The routine was interrupted only by travel or by his two attempts to enter politics: his race for a seat in the U. Congress from New York seat inand his even more quixotic campaign for the Democratic primary for a U. Senate seat from California in Vidal claimed bitterly that he was ostracized by the literary world for that book, but I suspect he published it knowing full well that it would end his ambitions for a political career.

His public persona, with its mixture of charm and aggression, was in part a product of an inability to fully accept his own sexuality, and he fluctuated between denying he was part of the gay movement and occasionally speaking for it. We were once on the beach at Amalfi when he gave me hints on how to pick up two young Italians who were lounging nearby.

Vidal was a remarkably disciplined and hard-working writer, as is evident from the research behind his book works, not only the remarkable series about U. Palimsest wisdom claims that he was best as an essayist, though I suspect some of his critics are too lazy to have read most of his novels.

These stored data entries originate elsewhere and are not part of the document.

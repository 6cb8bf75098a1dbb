// Copyright 2025 the Servicemap Authors
// SPDX-License-Identifier: Apache-2.0 OR MIT

//! Servicemap Interaction: pointer events to selection transitions.
//!
//! [`InteractionLayer`] hit-tests clicks against every postal-code layer the
//! registry currently knows about, resolves the top-most feature's postal
//! code and toggles it. Hover keeps a single pointer across all bound layers,
//! so at most one feature is ever highlighted, and the cursor tells the user
//! whether the hovered code can be acted on.

use std::collections::BTreeSet;

use servicemap_geo::{LngLat, normalize_zip};
use servicemap_registry::{LayerKind, LayerRegistry};
use servicemap_render::{Cursor, FeatureId, MapEngine};
use servicemap_selection::{StatusChange, ZipSelectionController};
use tracing::debug;

/// The feature currently highlighted.
#[derive(Clone, Debug, PartialEq, Eq)]
pub struct HoverState {
    /// Layer (and source) the feature belongs to.
    pub layer_id: String,
    /// Generated feature id.
    pub feature: FeatureId,
}

/// Click and hover handling over postal-code layers.
#[derive(Clone, Debug, Default)]
pub struct InteractionLayer {
    bound: BTreeSet<String>,
    hover: Option<HoverState>,
}

impl InteractionLayer {
    /// No layers bound, nothing hovered.
    pub fn new() -> Self {
        Self::default()
    }

    /// Let `layer_id` take part in hover.
    pub fn bind(&mut self, layer_id: &str) {
        if self.bound.insert(layer_id.to_owned()) {
            debug!(layer = layer_id, "hover bound");
        }
    }

    /// Stop `layer_id` taking part in hover.
    pub fn unbind(&mut self, layer_id: &str) {
        self.bound.remove(layer_id);
        if self.hover.as_ref().is_some_and(|h| h.layer_id == layer_id) {
            self.hover = None;
        }
    }

    /// Forget every binding and the hover pointer without touching the map.
    pub fn reset(&mut self) {
        self.bound.clear();
        self.hover = None;
    }

    /// Whether `layer_id` is bound.
    pub fn is_bound(&self, layer_id: &str) -> bool {
        self.bound.contains(layer_id)
    }

    /// The highlighted feature.
    pub fn hovered(&self) -> Option<&HoverState> {
        self.hover.as_ref()
    }

    /// Toggle the postal code under `point`.
    ///
    /// Only `available` and `added` codes react; clicks on codes that are in
    /// flight or failed are ignored.
    pub fn on_click<E: MapEngine>(
        &self,
        point: LngLat,
        registry: &LayerRegistry<E>,
        controller: &mut ZipSelectionController,
    ) -> Option<StatusChange> {
        let hits = registry.query(point, LayerKind::Zcta);
        let top = hits.first()?;
        let Some(zip) = normalize_zip(&top.properties) else {
            debug!(layer = %top.layer_id, "click on feature without a postal code");
            return None;
        };
        let state = controller.state(&zip);
        let Some(action) = state.click_action() else {
            debug!(zip = zip.as_str(), state = state.as_str(), "click ignored");
            return None;
        };
        controller.toggle(&zip, action)
    }

    /// Move the hover pointer to the feature under `point`.
    ///
    /// Returns the hovered postal code, if any.
    pub fn on_hover<E: MapEngine>(
        &mut self,
        point: LngLat,
        registry: &mut LayerRegistry<E>,
        controller: &ZipSelectionController,
    ) -> Option<String> {
        let hit = registry
            .query(point, LayerKind::Zcta)
            .into_iter()
            .find(|h| self.bound.contains(&h.layer_id));
        let Some(hit) = hit else {
            self.on_leave(registry);
            return None;
        };

        let next = HoverState {
            layer_id: hit.layer_id,
            feature: hit.id,
        };
        if self.hover.as_ref() != Some(&next) {
            if let Some(prev) = self.hover.take() {
                registry.set_hover(&prev.layer_id, prev.feature, false);
            }
            registry.set_hover(&next.layer_id, next.feature, true);
            self.hover = Some(next);
        }

        let zip = normalize_zip(&hit.properties);
        let cursor = match &zip {
            Some(zip) if controller.state(zip).is_actionable() => Cursor::Pointer,
            Some(_) => Cursor::NotAllowed,
            None => Cursor::Default,
        };
        registry.set_cursor(cursor);
        zip
    }

    /// Clear the hover pointer and restore the cursor.
    pub fn on_leave<E: MapEngine>(&mut self, registry: &mut LayerRegistry<E>) {
        if let Some(prev) = self.hover.take() {
            registry.set_hover(&prev.layer_id, prev.feature, false);
        }
        registry.set_cursor(Cursor::Default);
    }
}
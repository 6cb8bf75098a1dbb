// Copyright 2025 the Servicemap Authors
// SPDX-License-Identifier: Apache-2.0 OR MIT

//! Paint presets for the layer kinds.
//!
//! Postal-code polygons are styled by a single data-driven expression keyed on
//! each feature's `status` property, with a hover variant driven by the
//! `hover` feature state. Restyling is therefore a data update; no per-feature
//! paint is ever set.

use servicemap_render::{Expression, PaintValue, StyleConfig};

/// Feature property the zcta paint is keyed on.
pub const STATUS_PROPERTY: &str = "status";

fn hovered() -> Expression {
    Expression::boolean(Expression::feature_state("hover"), false)
}

fn by_status(
    added: impl Into<PaintValue>,
    adding: impl Into<PaintValue>,
    removing: impl Into<PaintValue>,
    error: impl Into<PaintValue>,
    available: impl Into<PaintValue>,
) -> Expression {
    Expression::match_str(
        Expression::get(STATUS_PROPERTY),
        [
            ("added", added.into()),
            ("adding", adding.into()),
            ("removing", removing.into()),
            ("error", error.into()),
        ],
        available,
    )
}

fn hover_or(on_hover: impl Into<PaintValue>, otherwise: impl Into<PaintValue>) -> PaintValue {
    Expression::case([(hovered(), on_hover.into())], otherwise).into()
}

/// Municipal boundary: faint blue fill, solid blue outline.
pub fn boundary_style() -> StyleConfig {
    StyleConfig {
        fill_color: "#3b82f6".into(),
        fill_opacity: 0.1.into(),
        stroke_color: "#2563eb".into(),
        stroke_width: 3.0.into(),
        stroke_opacity: 1.0.into(),
    }
}

/// Postal-code polygons coloured by selection status.
pub fn zcta_style() -> StyleConfig {
    StyleConfig {
        fill_color: hover_or(
            by_status("#dc2626", "#84cc16", "#f59e0b", "#ef4444", "#22c55e"),
            by_status("#22c55e", "#84cc16", "#f59e0b", "#ef4444", "#e5e7eb"),
        ),
        fill_opacity: hover_or(0.8, by_status(0.6, 0.4, 0.4, 0.4, 0.3)),
        stroke_color: hover_or(
            by_status("#b91c1c", "#65a30d", "#d97706", "#dc2626", "#16a34a"),
            by_status("#16a34a", "#65a30d", "#d97706", "#dc2626", "#9ca3af"),
        ),
        stroke_width: hover_or(3.0, 2.0),
        stroke_opacity: 0.8.into(),
    }
}

/// Existing service areas.
pub fn service_area_style() -> StyleConfig {
    StyleConfig {
        fill_color: "#22c55e".into(),
        fill_opacity: 0.5.into(),
        stroke_color: "#16a34a".into(),
        stroke_width: 2.0.into(),
        stroke_opacity: 1.0.into(),
    }
}
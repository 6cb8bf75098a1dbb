// Copyright 2025 the Servicemap Authors
// SPDX-License-Identifier: Apache-2.0 OR MIT

use thiserror::Error;

/// Errors from geometry computations on malformed input.
#[derive(Debug, Error, Clone, PartialEq, Eq)]
pub enum GeoError {
    /// The geometry contained no usable positions.
    #[error("geometry has no usable coordinates")]
    NoCoordinates,
    /// The geometry type cannot be used for the requested operation.
    #[error("unsupported geometry type `{0}`")]
    UnsupportedGeometry(String),
}
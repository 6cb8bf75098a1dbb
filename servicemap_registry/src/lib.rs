// Copyright 2025 the Servicemap Authors
// SPDX-License-Identifier: Apache-2.0 OR MIT

//! Servicemap Registry: an idempotent ledger of map layers.
//!
//! [`LayerRegistry`] translates logical layer intents into renderer calls and
//! is the only writer of rendering state. Its central guarantee is that
//! [`LayerRegistry::upsert`] on an id that is already added updates the layer in
//! place instead of adding a second copy, and that partial renderer failures
//! leave a record behind that the next call repairs.
//!
//! Postal-code layers are restyled by rewriting the `status` property of the
//! data snapshot each record keeps, so the single data-driven paint expression
//! from [`zcta_style`] does the rest. Layers added later pick up the right
//! colours without extra wiring.
//!
//! Layers are discovered with [`LayerRegistry::list`] by [`LayerKind`], never by
//! scanning id prefixes.

mod presets;
mod record;
mod registry;

pub use presets::{STATUS_PROPERTY, boundary_style, service_area_style, zcta_style};
pub use record::{LayerKind, LayerRecord};
pub use registry::LayerRegistry;
// Copyright 2025 the Servicemap Authors
// SPDX-License-Identifier: Apache-2.0 OR MIT

//! Data-driven paint values.
//!
//! Paint properties are either literals or expressions in the MapLibre JSON
//! array form (`["get", "status"]`, `["match", ...]`). [`Expression`] builds
//! the subset this workspace uses and [`evaluate`] interprets it, so a
//! headless engine can report the colour a feature would actually render with.
//!
//! Supported operators: `literal`, `get`, `feature-state`, `boolean`, `case`,
//! `match`. Unknown operators evaluate to `null`.

use serde::{Deserialize, Serialize};
use serde_json::{Map, Value};

/// A paint property value: a literal or an expression.
#[derive(Clone, Debug, PartialEq, Serialize, Deserialize)]
#[serde(transparent)]
pub struct PaintValue(Value);

impl PaintValue {
    /// A literal value.
    pub fn literal(value: impl Into<Value>) -> Self {
        Self(value.into())
    }

    /// The JSON form handed to the engine.
    pub fn as_json(&self) -> &Value {
        &self.0
    }

    /// Whether this is an expression rather than a literal.
    pub fn is_expression(&self) -> bool {
        matches!(self.0.as_array().and_then(|a| a.first()), Some(Value::String(_)))
    }

    /// Evaluate against one feature.
    pub fn evaluate(&self, ctx: &EvalContext<'_>) -> Value {
        evaluate(&self.0, ctx)
    }
}

impl From<&str> for PaintValue {
    fn from(value: &str) -> Self {
        Self(Value::String(value.to_owned()))
    }
}

impl From<f64> for PaintValue {
    fn from(value: f64) -> Self {
        Self(Value::from(value))
    }
}

impl From<Expression> for PaintValue {
    fn from(value: Expression) -> Self {
        Self(value.0)
    }
}

/// Builder for the expression subset used by the layer presets.
#[derive(Clone, Debug, PartialEq)]
pub struct Expression(Value);

impl Expression {
    /// `["get", key]`: a feature property.
    pub fn get(key: &str) -> Self {
        Self(Value::Array(vec!["get".into(), key.into()]))
    }

    /// `["feature-state", key]`: a transient per-feature attribute.
    pub fn feature_state(key: &str) -> Self {
        Self(Value::Array(vec!["feature-state".into(), key.into()]))
    }

    /// `["boolean", input, fallback]`: `input` if it is a boolean, else `fallback`.
    pub fn boolean(input: Self, fallback: bool) -> Self {
        Self(Value::Array(vec!["boolean".into(), input.0, fallback.into()]))
    }

    /// `["case", cond, out, ..., fallback]`.
    pub fn case(
        branches: impl IntoIterator<Item = (Self, PaintValue)>,
        fallback: impl Into<PaintValue>,
    ) -> Self {
        let mut items = vec![Value::from("case")];
        for (cond, out) in branches {
            items.push(cond.0);
            items.push(out.0);
        }
        items.push(fallback.into().0);
        Self(Value::Array(items))
    }

    /// `["match", input, label, out, ..., fallback]` with string labels.
    pub fn match_str<'a>(
        input: Self,
        arms: impl IntoIterator<Item = (&'a str, PaintValue)>,
        fallback: impl Into<PaintValue>,
    ) -> Self {
        let mut items = vec![Value::from("match"), input.0];
        for (label, out) in arms {
            items.push(label.into());
            items.push(out.0);
        }
        items.push(fallback.into().0);
        Self(Value::Array(items))
    }

    /// The JSON form.
    pub fn into_json(self) -> Value {
        self.0
    }
}

/// What an expression is evaluated against.
#[derive(Clone, Copy, Debug)]
pub struct EvalContext<'a> {
    /// Feature properties.
    pub properties: &'a Map<String, Value>,
    /// Feature state, if any has been set.
    pub state: Option<&'a Map<String, Value>>,
}

impl<'a> EvalContext<'a> {
    /// Context for a feature with no state.
    pub fn new(properties: &'a Map<String, Value>) -> Self {
        Self {
            properties,
            state: None,
        }
    }

    /// Attach feature state.
    pub fn with_state(mut self, state: &'a Map<String, Value>) -> Self {
        self.state = Some(state);
        self
    }
}

/// Evaluate a literal or expression.
pub fn evaluate(expr: &Value, ctx: &EvalContext<'_>) -> Value {
    let Some(items) = expr.as_array() else {
        return expr.clone();
    };
    let Some((Value::String(op), args)) = items.split_first() else {
        return expr.clone();
    };
    match op.as_str() {
        "literal" => args.first().cloned().unwrap_or(Value::Null),
        "get" => lookup(ctx.properties, args, ctx),
        "feature-state" => ctx
            .state
            .map(|state| lookup(state, args, ctx))
            .unwrap_or(Value::Null),
        "boolean" => args
            .iter()
            .map(|a| evaluate(a, ctx))
            .find(Value::is_boolean)
            .unwrap_or(Value::Bool(false)),
        "case" => eval_case(args, ctx),
        "match" => eval_match(args, ctx),
        _ => Value::Null,
    }
}

fn lookup(source: &Map<String, Value>, args: &[Value], ctx: &EvalContext<'_>) -> Value {
    let Some(key) = args.first().map(|k| evaluate(k, ctx)) else {
        return Value::Null;
    };
    key.as_str()
        .and_then(|k| source.get(k))
        .cloned()
        .unwrap_or(Value::Null)
}

fn eval_case(args: &[Value], ctx: &EvalContext<'_>) -> Value {
    let Some((fallback, pairs)) = args.split_last() else {
        return Value::Null;
    };
    for pair in pairs.chunks_exact(2) {
        if evaluate(&pair[0], ctx) == Value::Bool(true) {
            return evaluate(&pair[1], ctx);
        }
    }
    evaluate(fallback, ctx)
}

fn eval_match(args: &[Value], ctx: &EvalContext<'_>) -> Value {
    let Some((input, rest)) = args.split_first() else {
        return Value::Null;
    };
    let Some((fallback, arms)) = rest.split_last() else {
        return Value::Null;
    };
    let input = evaluate(input, ctx);
    for arm in arms.chunks_exact(2) {
        let hit = match &arm[0] {
            Value::Array(labels) => labels.iter().any(|l| labels_equal(l, &input)),
            label => labels_equal(label, &input),
        };
        if hit {
            return evaluate(&arm[1], ctx);
        }
    }
    evaluate(fallback, ctx)
}

fn labels_equal(label: &Value, input: &Value) -> bool {
    match (label.as_f64(), input.as_f64()) {
        (Some(a), Some(b)) => a == b,
        _ => label == input,
    }
}

#[cfg(test)]
mod tests {
    use super::*;
    use serde_json::json;

    fn props(v: Value) -> Map<String, Value> {
        v.as_object().cloned().unwrap()
    }

    #[test]
    fn literals_pass_through() {
        let p = Map::new();
        let ctx = EvalContext::new(&p);
        assert_eq!(PaintValue::from("#fff").evaluate(&ctx), json!("#fff"));
        assert_eq!(PaintValue::from(0.5).evaluate(&ctx), json!(0.5));
        assert!(!PaintValue::from("#fff").is_expression());
    }

    #[test]
    fn match_on_property() {
        let expr = PaintValue::from(Expression::match_str(
            Expression::get("status"),
            [("added", "#0f0".into()), ("error", "#f00".into())],
            "#ccc",
        ));
        assert!(expr.is_expression());

        let added = props(json!({ "status": "added" }));
        let other = props(json!({ "status": "available" }));
        let missing = Map::new();
        assert_eq!(expr.evaluate(&EvalContext::new(&added)), json!("#0f0"));
        assert_eq!(expr.evaluate(&EvalContext::new(&other)), json!("#ccc"));
        assert_eq!(expr.evaluate(&EvalContext::new(&missing)), json!("#ccc"));
    }

    #[test]
    fn case_on_feature_state() {
        let hover = Expression::boolean(Expression::feature_state("hover"), false);
        let expr = PaintValue::from(Expression::case([(hover, 3.0.into())], 2.0));

        let p = Map::new();
        let on = props(json!({ "hover": true }));
        let off = props(json!({ "hover": false }));
        assert_eq!(expr.evaluate(&EvalContext::new(&p)), json!(2.0), "no state");
        assert_eq!(expr.evaluate(&EvalContext::new(&p).with_state(&on)), json!(3.0));
        assert_eq!(expr.evaluate(&EvalContext::new(&p).with_state(&off)), json!(2.0));
    }

    #[test]
    fn match_accepts_label_lists_and_numbers() {
        let expr = json!(["match", ["get", "n"], [1, 2], "low", 3, "three", "other"]);
        let one = props(json!({ "n": 1 }));
        let three = props(json!({ "n": 3.0 }));
        let nine = props(json!({ "n": 9 }));
        assert_eq!(evaluate(&expr, &EvalContext::new(&one)), json!("low"));
        assert_eq!(evaluate(&expr, &EvalContext::new(&three)), json!("three"));
        assert_eq!(evaluate(&expr, &EvalContext::new(&nine)), json!("other"));
    }

    #[test]
    fn unknown_operator_is_null() {
        let p = Map::new();
        assert_eq!(evaluate(&json!(["zoom"]), &EvalContext::new(&p)), Value::Null);
        // Arrays that do not start with an operator are literals.
        assert_eq!(evaluate(&json!([1, 2]), &EvalContext::new(&p)), json!([1, 2]));
    }

    #[test]
    fn serializes_as_plain_json() {
        let v = PaintValue::from(Expression::get("status"));
        assert_eq!(serde_json::to_value(&v).unwrap(), json!(["get", "status"]));
        let back: PaintValue = serde_json::from_value(json!("#123456")).unwrap();
        assert_eq!(back, PaintValue::from("#123456"));
    }
}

Not only was he a master of the historical genre, he also created some of the blackest gores of contemporary America, such as Duluth and The Smithsonian Institution. And Myra Breckinridge, which subsequently became one of the all time bad films, should be read as the founding text of queer theory, even if it is far too frivolous to appear on graduate school reading lists.

We agreed that I would only show Vidal the manuscript once it was ready for copy editing, and he could only correct factual mistakes. He must have read the manuscript four or five times, and clearly brooded on what he saw as insufficient recognition, but he did agree to appear at two events for the book at bookstores in southern California.

By then he was eighty, walked with difficulty, drank too much, and was still mourning the loss of Howard, who had died two years earlier.

Palimpsest: A Memoir

But the presence of an audience—and Vidal was still able to draw hundreds to bookstores—rekindled the old hunger for adulation. I learned much from Gore Vidal, not least that if one craves fame, one can never be certain that one is famous enough. On stage, Vidal was witty, imperious, and absolutely unwilling to share the limelight.

As he aged, Vidal grew increasingly bitter with what he saw as the failures of the U. His last few years were not happy ones, but he would have delighted in all the attention that his death occasioned—including, perhaps, this encomium in a gay and lesbian magazine. Your Name required. Your Email required.